In a study that began as a sixth-grade science fair project, researchers at Drexel University have found that a popular non-nutritive sweetener, erythritol, may be an effective and human-safe insecticide.
Erythritol, the main component of the sweetener Truvia®, was toxic to Drosophila melanogaster fruit flies in a dose-dependent manner in the Drexel team’s study, published in PLOS ONE. The flies consumed erythritol when sugar was available and even seemed to prefer it. No other sweeteners tested had these toxic effects.
Based on this discovery, Drexel and the researchers are pursuing a patent on erythritol as an insecticide and are continuing to study its effectiveness.
“I feel like this is the simplest, most straightforward work I’ve ever done, but it’s potentially the most important thing I’ve ever worked on,” said Sean O’Donnell, PhD, a professor of biology and biodiversity, earth and environmental science in Drexel’s College of Arts and Sciences, who was a senior author of the paper.
Erythritol is a naturally occurring sugar alcohol that is present in small amounts in many fruits. It has been tested in humans at high doses and found safe to consume; it has been designated as a generally recognized safe food additive by the U.S. Food and Drug Administration since 2001 and is also approved as a food additive in many other countries.
And the new evidence that it is toxic to flies, which are drawn to its sweet flavor even when other foods are available, makes it a killer combination. It is particularly promising because it is safe for human consumption, unlike other pesticides that have caused tragic accidental poisonings such as one that killed 23 Indian school children last year.

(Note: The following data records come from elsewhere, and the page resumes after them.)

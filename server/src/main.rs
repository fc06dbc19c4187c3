// server/src/main.rs

use std::sync::Arc;

use actix_web::HttpServer;
use anyhow::Context;
use tracing::Level;
use tracing_subscriber::fmt::format::FmtSpan;
use tracing_subscriber::EnvFilter;

use catalog_server::services::{image_search, StaticChatResponder};
use catalog_server::store::{MongoProductStore, ProductStore};
use catalog_server::{web, AppConfig, AppState};

fn init_tracing() {
  let filter = EnvFilter::try_from_default_env().unwrap_or_else(|_| EnvFilter::new(Level::INFO.to_string()));
  let builder = tracing_subscriber::fmt()
    .with_env_filter(filter) // RUST_LOG override
    .with_span_events(FmtSpan::CLOSE);

  match std::env::var("LOG_FORMAT").as_deref() {
    Ok("json") => builder.json().init(),
    _ => builder.init(),
  }
}

#[actix_web::main]
async fn main() -> anyhow::Result<()> {
  init_tracing();
  tracing::info!("Starting catalog server...");

  let app_config = AppConfig::from_env().context("Failed to load application configuration")?;

  let store = MongoProductStore::connect(&app_config)
    .await
    .context("Failed to create the MongoDB client")?;
  store.ping().await.context("MongoDB is not reachable")?;
  tracing::info!("Successfully connected to the database.");

  let image_searcher = image_search::from_config(&app_config).context("Failed to set up image search")?;

  let app_state = AppState::new(
    Arc::new(store),
    image_searcher,
    Arc::new(StaticChatResponder::default()),
  );

  let server_address = app_config.bind_address();
  let allowed_origins = app_config.allowed_origins.clone();
  tracing::info!("Attempting to bind server to {}...", server_address);

  HttpServer::new(move || web::create_app(app_state.clone(), &allowed_origins))
    .bind(&server_address)
    .with_context(|| format!("Failed to bind {}", server_address))?
    .run()
    .await?;

  tracing::info!("Server stopped.");
  Ok(())
}
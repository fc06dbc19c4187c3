// server/src/web/cors.rs

use actix_cors::Cors;
use actix_web::http::header;

/// CORS policy for the storefront origins. Preflight requests are answered here and
/// never reach a handler. Unlisted origins are not rejected; they just get no
/// `Access-Control-Allow-*` headers, and the browser enforces the rest.
pub fn storefront_cors(allowed_origins: &[String]) -> Cors {
  allowed_origins
    .iter()
    .fold(Cors::default(), |cors, origin| cors.allowed_origin(origin))
    .allowed_methods(vec!["GET", "POST", "OPTIONS"])
    .allowed_headers(vec![header::CONTENT_TYPE, header::AUTHORIZATION])
    .supports_credentials()
    .block_on_origin_mismatch(false)
}
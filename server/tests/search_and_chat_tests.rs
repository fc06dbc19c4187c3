// tests/search_and_chat_tests.rs
mod common;
use common::*;

use actix_web::http::StatusCode;
use actix_web::test;
use catalog_server::web::create_app;
use serde_json::{json, Value};

async fn post_json(uri: &str, payload: Value, state: catalog_server::AppState) -> (StatusCode, Value) {
  let app = test::init_service(create_app(state, &origins())).await;
  let req = test::TestRequest::post().uri(uri).set_json(payload).to_request();
  let resp = test::call_service(&app, req).await;
  let status = resp.status();
  (status, test::read_body_json(resp).await)
}

#[actix_web::test]
async fn image_search_requires_image_data() {
  setup_tracing();
  for payload in [json!({}), json!({"image_data": ""}), json!({"image_data": null})] {
    let (status, body) = post_json("/image-search", payload.clone(), default_state(catalog())).await;
    assert_eq!(status, StatusCode::BAD_REQUEST, "{payload}");
    assert_eq!(body["error"], "No image data provided");
  }
}

#[actix_web::test]
async fn image_search_returns_delegate_results() {
  setup_tracing();
  let (status, body) = post_json(
    "/image-search",
    json!({"image_data": "iVBORw0KGgoAAAANSUhEUgAAAAEAAAAB"}),
    default_state(catalog()),
  )
  .await;
  assert_eq!(status, StatusCode::OK);
  assert_eq!(body["success"], true);
  assert_eq!(body["products"][0]["product_id"], LAMP_ID);
  assert_eq!(body["products"][0]["score"], json!(0.87));
}

#[actix_web::test]
async fn image_search_delegate_failure_is_500() {
  setup_tracing();
  let state = state_with(
    catalog(),
    FixedImageSearcher {
      outcome: Err("CLIP model failed to load".to_string()),
    },
  );
  let (status, body) = post_json("/image-search", json!({"image_data": "abcd"}), state).await;
  assert_eq!(status, StatusCode::INTERNAL_SERVER_ERROR);
  assert_eq!(body["error"], "CLIP model failed to load");
}

#[actix_web::test]
async fn malformed_json_is_a_json_400() {
  setup_tracing();
  let app = test::init_service(create_app(default_state(catalog()), &origins())).await;
  let req = test::TestRequest::post()
    .uri("/image-search")
    .insert_header(("content-type", "application/json"))
    .set_payload("{not json")
    .to_request();
  let resp = test::call_service(&app, req).await;
  assert_eq!(resp.status(), StatusCode::BAD_REQUEST);
  let body: Value = test::read_body_json(resp).await;
  assert!(body["error"].as_str().unwrap().starts_with("Invalid JSON body"));
}

#[actix_web::test]
async fn chat_requires_message() {
  setup_tracing();
  let (status, body) = post_json("/api/chat/message", json!({}), default_state(catalog())).await;
  assert_eq!(status, StatusCode::BAD_REQUEST);
  assert_eq!(body["error"], "No message provided");
}

#[actix_web::test]
async fn chat_reply_has_contract_shape() {
  setup_tracing();
  let (status, body) = post_json("/api/chat/message", json!({"message": "hello"}), default_state(catalog())).await;
  assert_eq!(status, StatusCode::OK);
  assert!(body["message"].is_string());
  assert_eq!(body["intent"], "product_search");
  assert!(body["product_ids"].is_array());
}

#[actix_web::test]
async fn chat_session_id_does_not_change_reply() {
  setup_tracing();
  let (_, without) = post_json("/api/chat/message", json!({"message": "hello"}), default_state(catalog())).await;
  let (_, with) = post_json(
    "/api/chat/message",
    json!({"message": "hello", "session_id": "session-42"}),
    default_state(catalog()),
  )
  .await;
  assert_eq!(without, with);
}
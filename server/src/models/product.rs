// server/src/models/product.rs

use mongodb::bson::oid::ObjectId;
use serde::{Deserialize, Serialize};
use std::fmt;
use std::str::FromStr;

use crate::errors::AppError;

/// Primary key of a catalog record: a 12-byte ObjectId, written as 24 hex characters.
#[derive(Debug, Clone, Copy, PartialEq, Eq, Hash)]
pub struct ProductId(ObjectId);

impl ProductId {
  pub fn parse(raw: &str) -> Result<Self, AppError> {
    ObjectId::parse_str(raw).map(ProductId).map_err(|e| AppError::InvalidIdentifier {
      id: raw.to_string(),
      reason: e.to_string(),
    })
  }

  pub fn as_object_id(&self) -> ObjectId {
    self.0
  }
}

impl From<ObjectId> for ProductId {
  fn from(oid: ObjectId) -> Self {
    ProductId(oid)
  }
}

impl FromStr for ProductId {
  type Err = AppError;

  fn from_str(s: &str) -> Result<Self, Self::Err> {
    Self::parse(s)
  }
}

impl fmt::Display for ProductId {
  fn fmt(&self, f: &mut fmt::Formatter<'_>) -> fmt::Result {
    f.write_str(&self.0.to_hex())
  }
}

/// A numeric field as the store holds it. Integers stay integers on the wire.
#[derive(Debug, Clone, Copy, PartialEq, Serialize, Deserialize)]
#[serde(untagged)]
pub enum Numeric {
  Int(i64),
  Float(f64),
}

impl Default for Numeric {
  fn default() -> Self {
    Numeric::Int(0)
  }
}

impl From<i64> for Numeric {
  fn from(v: i64) -> Self {
    Numeric::Int(v)
  }
}

impl From<f64> for Numeric {
  fn from(v: f64) -> Self {
    Numeric::Float(v)
  }
}

/// A product record as stored in the `products` collection. Extra fields are ignored.
#[derive(Debug, Clone, PartialEq, Serialize, Deserialize)]
pub struct ProductDocument {
  #[serde(rename = "_id")]
  pub id: ObjectId,
  pub name: String,
  pub price: Numeric,
  pub category: String,
  #[serde(default, skip_serializing_if = "Option::is_none")]
  pub image_url: Option<String>,
  #[serde(default, skip_serializing_if = "Option::is_none")]
  pub images: Option<Vec<String>>,
  #[serde(default, skip_serializing_if = "Option::is_none")]
  pub description: Option<String>,
  #[serde(default, skip_serializing_if = "Option::is_none")]
  pub rating: Option<Numeric>,
}

impl ProductDocument {
  /// A record carrying only the required fields.
  pub fn new(id: ObjectId, name: impl Into<String>, price: impl Into<Numeric>, category: impl Into<String>) -> Self {
    Self {
      id,
      name: name.into(),
      price: price.into(),
      category: category.into(),
      image_url: None,
      images: None,
      description: None,
      rating: None,
    }
  }
}

/// API-facing projection of a product, with defaults filled in.
#[derive(Debug, Clone, PartialEq, Serialize, Deserialize)]
pub struct ProductView {
  pub product_id: String,
  pub name: String,
  pub price: Numeric,
  pub category: String,
  pub image_url: String,
  pub images: Vec<String>,
  pub description: String,
  pub rating: Numeric,
}

impl From<ProductDocument> for ProductView {
  fn from(doc: ProductDocument) -> Self {
    Self {
      product_id: doc.id.to_hex(),
      name: doc.name,
      price: doc.price,
      category: doc.category,
      image_url: doc.image_url.unwrap_or_default(),
      images: doc.images.unwrap_or_default(),
      description: doc.description.unwrap_or_default(),
      rating: doc.rating.unwrap_or_default(),
    }
  }
}

/// One hit returned by the image-similarity delegate.
#[derive(Debug, Clone, PartialEq, Serialize, Deserialize)]
pub struct ProductSummary {
  pub product_id: String,
  pub name: String,
  pub price: Numeric,
  pub category: String,
  #[serde(default)]
  pub image_url: String,
  #[serde(default, skip_serializing_if = "Option::is_none")]
  pub score: Option<f64>,
}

This line of research would not have started without the curiosity of one of the paper’s co-authors, Simon D. Kaschock-Marenda, who is now in the ninth grade. Three years ago, Kaschock-Marenda questioned why both of his parents had stopped eating white sugar when trying to eat healthier.
“He asked if he could test the effects of different sugars and sugar substitutes on fly health and longevity for his science fair, and I said, ‘Sure!” recalled Daniel Marenda, PhD, Simon’s father and an assistant professor of biology in Drexel’s College of Arts and Sciences — and now co-senior author of the study. Father and son proceeded to buy supplies at their local supermarket — as many types of sugar and sugar substitutes as they could find. Marenda’s lab supplied “baby” flies and growth medium for his son to raise flies in each of the different types of sweeteners at home, in preparation for the science fair at the Julia R. Masterman School in Philadelphia.

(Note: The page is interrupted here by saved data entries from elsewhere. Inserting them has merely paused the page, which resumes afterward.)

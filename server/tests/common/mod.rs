// tests/common/mod.rs
#![allow(dead_code)]

use std::sync::Arc;

use async_trait::async_trait;
use catalog_server::config::ALLOWED_ORIGINS;
use catalog_server::models::{Numeric, ProductDocument, ProductSummary};
use catalog_server::services::{ImageSearcher, StaticChatResponder};
use catalog_server::store::InMemoryProductStore;
use catalog_server::{AppError, AppState};
use mongodb::bson::oid::ObjectId;
use once_cell::sync::Lazy;
use tracing::Level;

pub const LAMP_ID: &str = "65f1a2b3c4d5e6f7a8b9c0d1";
pub const HEADPHONES_ID: &str = "65f1a2b3c4d5e6f7a8b9c0d2";
pub const ABSENT_ID: &str = "65f1a2b3c4d5e6f7a8b9c0ff";

/// Only the required fields are stored.
pub fn bare_lamp() -> ProductDocument {
  ProductDocument::new(ObjectId::parse_str(LAMP_ID).unwrap(), "Desk Lamp", 1299_i64, "Home")
}

pub fn full_headphones() -> ProductDocument {
  ProductDocument {
    image_url: Some("https://cdn.example.com/hp.jpg".to_string()),
    images: Some(vec!["https://cdn.example.com/hp-1.jpg".to_string()]),
    description: Some("Over-ear, noise cancelling".to_string()),
    rating: Some(Numeric::Float(4.6)),
    ..ProductDocument::new(ObjectId::parse_str(HEADPHONES_ID).unwrap(), "Headphones", 89.99, "Electronics")
  }
}

pub fn catalog() -> InMemoryProductStore {
  InMemoryProductStore::new([bare_lamp(), full_headphones()])
}

/// Image searcher returning a fixed hit list, or failing with a fixed message.
pub struct FixedImageSearcher {
  pub outcome: Result<Vec<ProductSummary>, String>,
}

#[async_trait]
impl ImageSearcher for FixedImageSearcher {
  async fn search(&self, _image_data: &str) -> catalog_server::Result<Vec<ProductSummary>> {
    self.outcome.clone().map_err(AppError::Delegate)
  }
}

pub fn lamp_summary() -> ProductSummary {
  ProductSummary {
    product_id: LAMP_ID.to_string(),
    name: "Desk Lamp".to_string(),
    price: Numeric::Int(1299),
    category: "Home".to_string(),
    image_url: String::new(),
    score: Some(0.87),
  }
}

pub fn state_with(store: InMemoryProductStore, searcher: FixedImageSearcher) -> AppState {
  AppState::new(Arc::new(store), Arc::new(searcher), Arc::new(StaticChatResponder::default()))
}

pub fn default_state(store: InMemoryProductStore) -> AppState {
  state_with(
    store,
    FixedImageSearcher {
      outcome: Ok(vec![lamp_summary()]),
    },
  )
}

pub fn origins() -> Vec<String> {
  ALLOWED_ORIGINS.iter().map(|o| o.to_string()).collect()
}

static TRACING_INIT: Lazy<()> = Lazy::new(|| {
  tracing_subscriber::fmt()
    .with_max_level(Level::DEBUG)
    .with_test_writer()
    .try_init()
    .ok();
});

pub fn setup_tracing() {
  Lazy::force(&TRACING_INIT);
}
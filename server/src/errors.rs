// server/src/errors.rs

use actix_web::http::StatusCode;
use actix_web::{HttpResponse, ResponseError};
use serde_json::json;
use thiserror::Error;

/// Message returned for a well-formed identifier with no matching record.
pub const PRODUCT_NOT_FOUND: &str = "Product not found";

#[derive(Debug, Error)]
pub enum AppError {
  /// A required request field is missing, empty, or the body is not valid JSON.
  #[error("{0}")]
  Validation(String),

  /// The product identifier is not a 24-hex-character ObjectId.
  #[error("Invalid product id '{id}': {reason}")]
  InvalidIdentifier { id: String, reason: String },

  #[error("{0}")]
  NotFound(String),

  #[error("Configuration Error: {0}")]
  Config(String),

  /// Document-store failure (connection, timeout, undecodable record).
  #[error("{0}")]
  Store(String),

  /// Failure reported by an external image-search or chat delegate.
  #[error("{0}")]
  Delegate(String),

  #[error("{0}")]
  Internal(String),
}

impl AppError {
  pub fn product_not_found() -> Self {
    AppError::NotFound(PRODUCT_NOT_FOUND.to_string())
  }
}

impl From<mongodb::error::Error> for AppError {
  fn from(err: mongodb::error::Error) -> Self {
    AppError::Store(err.to_string())
  }
}

impl From<reqwest::Error> for AppError {
  fn from(err: reqwest::Error) -> Self {
    AppError::Delegate(err.to_string())
  }
}

// Handlers that bubble up anyhow errors land here.
impl From<anyhow::Error> for AppError {
  fn from(err: anyhow::Error) -> Self {
    AppError::Internal(err.to_string())
  }
}

impl ResponseError for AppError {
  fn status_code(&self) -> StatusCode {
    match self {
      AppError::Validation(_) | AppError::InvalidIdentifier { .. } => StatusCode::BAD_REQUEST,
      AppError::NotFound(_) => StatusCode::NOT_FOUND,
      AppError::Config(_) | AppError::Store(_) | AppError::Delegate(_) | AppError::Internal(_) => {
        StatusCode::INTERNAL_SERVER_ERROR
      }
    }
  }

  fn error_response(&self) -> HttpResponse {
    let status = self.status_code();
    if status.is_server_error() {
      tracing::error!(application_error = %self, "Responding with error");
    } else {
      tracing::warn!(application_error = %self, status = status.as_u16(), "Rejecting request");
    }
    HttpResponse::build(status).json(json!({
        "success": false,
        "error": self.to_string(),
    }))
  }
}

pub type Result<T, E = AppError> = std::result::Result<T, E>;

“After six days of testing these flies in our house, he came back to me and said, ‘Dad, all the flies in the Truvia® vials are dead…'” Marenda said. “To which I responded, ‘OK…we must have screwed up somehow. Let’s repeat the experiment!'”

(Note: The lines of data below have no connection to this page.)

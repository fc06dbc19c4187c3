// server/src/services/image_search.rs

use async_trait::async_trait;
use reqwest::Client;
use serde::{Deserialize, Serialize};
use std::sync::Arc;
use std::time::Duration;
use tracing::{debug, error, info, instrument};

use crate::config::AppConfig;
use crate::errors::{AppError, Result};
use crate::models::ProductSummary;

/// Finds catalog products that look like the supplied image.
#[async_trait]
pub trait ImageSearcher: Send + Sync {
  /// `image_data` is the encoded image exactly as the client sent it.
  async fn search(&self, image_data: &str) -> Result<Vec<ProductSummary>>;
}

/// Builds the searcher selected by configuration.
pub fn from_config(config: &AppConfig) -> Result<Arc<dyn ImageSearcher>> {
  match &config.image_search_url {
    Some(url) => Ok(Arc::new(HttpImageSearcher::new(url.clone(), config.image_search_timeout)?)),
    None => Ok(Arc::new(UnconfiguredImageSearcher)),
  }
}

#[derive(Serialize)]
struct SearchRequest<'a> {
  image_data: &'a str,
}

#[derive(Deserialize)]
#[serde(untagged)]
enum SearchResponse {
  Wrapped { products: Vec<ProductSummary> },
  Bare(Vec<ProductSummary>),
}

/// Forwards the image to an external similarity service over HTTP.
#[derive(Debug, Clone)]
pub struct HttpImageSearcher {
  endpoint: String,
  client: Client,
}

impl HttpImageSearcher {
  pub fn new(endpoint: String, timeout: Duration) -> Result<Self> {
    if endpoint.is_empty() {
      return Err(AppError::Config("Image search endpoint cannot be empty".to_string()));
    }
    let client = Client::builder()
      .timeout(timeout)
      .build()
      .map_err(|e| AppError::Config(format!("Failed to create HTTP client: {}", e)))?;
    Ok(Self { endpoint, client })
  }
}

#[async_trait]
impl ImageSearcher for HttpImageSearcher {
  #[instrument(name = "image_search::http", skip(self, image_data), fields(endpoint = %self.endpoint, payload_len = image_data.len()))]
  async fn search(&self, image_data: &str) -> Result<Vec<ProductSummary>> {
    let response = self
      .client
      .post(&self.endpoint)
      .json(&SearchRequest { image_data })
      .send()
      .await?;

    let status = response.status();
    if !status.is_success() {
      let body = match response.text().await {
        Ok(body) => body,
        Err(e) => format!("<unreadable body: {}>", e),
      };
      error!(status = status.as_u16(), "Image search service returned an error.");
      return Err(AppError::Delegate(format!(
        "Image search service responded with {}: {}",
        status, body
      )));
    }

    let products = match response.json::<SearchResponse>().await? {
      SearchResponse::Wrapped { products } | SearchResponse::Bare(products) => products,
    };
    debug!(results = products.len(), "Image search service answered.");
    Ok(products)
  }
}

/// Used when no similarity service is configured; every search fails.
#[derive(Debug, Clone, Copy, Default)]
pub struct UnconfiguredImageSearcher;

#[async_trait]
impl ImageSearcher for UnconfiguredImageSearcher {
  async fn search(&self, _image_data: &str) -> Result<Vec<ProductSummary>> {
    Err(AppError::Delegate("Image search backend is not configured".to_string()))
  }
}

/// Rejects an absent or blank payload, otherwise delegates to `searcher`.
#[instrument(name = "image_search::search_by_image", skip(searcher, image_data))]
pub async fn search_by_image(searcher: &dyn ImageSearcher, image_data: Option<&str>) -> Result<Vec<ProductSummary>> {
  let image_data = image_data
    .filter(|d| !d.trim().is_empty())
    .ok_or_else(|| AppError::Validation("No image data provided".to_string()))?;

  let products = searcher.search(image_data).await?;
  info!(results = products.len(), "Image search completed.");
  Ok(products)
}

Under more rigorous testing conditions in the lab, they replicated their result and knew they were onto something — and could use a hand. “I only use insects to study the brain, so I needed someone who knew something about insects,” said Marenda. So he brought the find down the hall to O’Donnell, whose background in entomology suited him to the task.
Working together, the team further pursued the question of how fruit flies responded to sweeteners — testing flies grown feeding on each of multiple non-nutritive sweeteners as well as sucrose (table sugar) and corn syrup.
Flies raised on food containing Truvia® lived for only 5.8 days on average, compared to 38.6 to 50.6 days for flies raised on control and experimental foods without Truvia®. Flies raised on food containing Truvia® also showed noticeable motor impairments prior to their deaths.
“Indeed what we found is that the main component of Truvia®, the sugar erythritol, appears to have pretty potent insecticidal activity in our flies,” Marenda said.
They found that the toxic effect did not come from stevia plant extract, which is present in both Truvia® and the non-nutritive sweetener PureVia®. PureVia® was included in their experiments and had no toxic effect on the flies.
“We are not going to see the planet sprayed with erythritol and the chances for widespread crop application are slim,” O’Donnell said. “But on a small scale, in places where insects will come to a bait, consume it and die, this could be huge.”
The scientists haven’t yet confirmed which insects erythritol might kill, other than fruit flies, or how its toxic effects take hold.
The compound is even naturally produced in some insects, which use it as anti-freeze to protect their bodies against cold conditions — but that may not mean much, as their experiments bear out that the dose makes the poison. The researchers plan to conduct further experiments on other insects such as termites, cockroaches, bed bugs and ants. They will also test erythritol’s toxicity as it moves up the food chain by experimenting on praying mantids, which eat fruit flies.
Until further research helps refine the safest and most effective uses of erythritol for insect pest control outside of the lab, can a supermarket dose of Truvia® help get rid of fruit fly infestations in the kitchen? The scientists aren’t sure. That might be an experiment to try at home, or for the next science fair.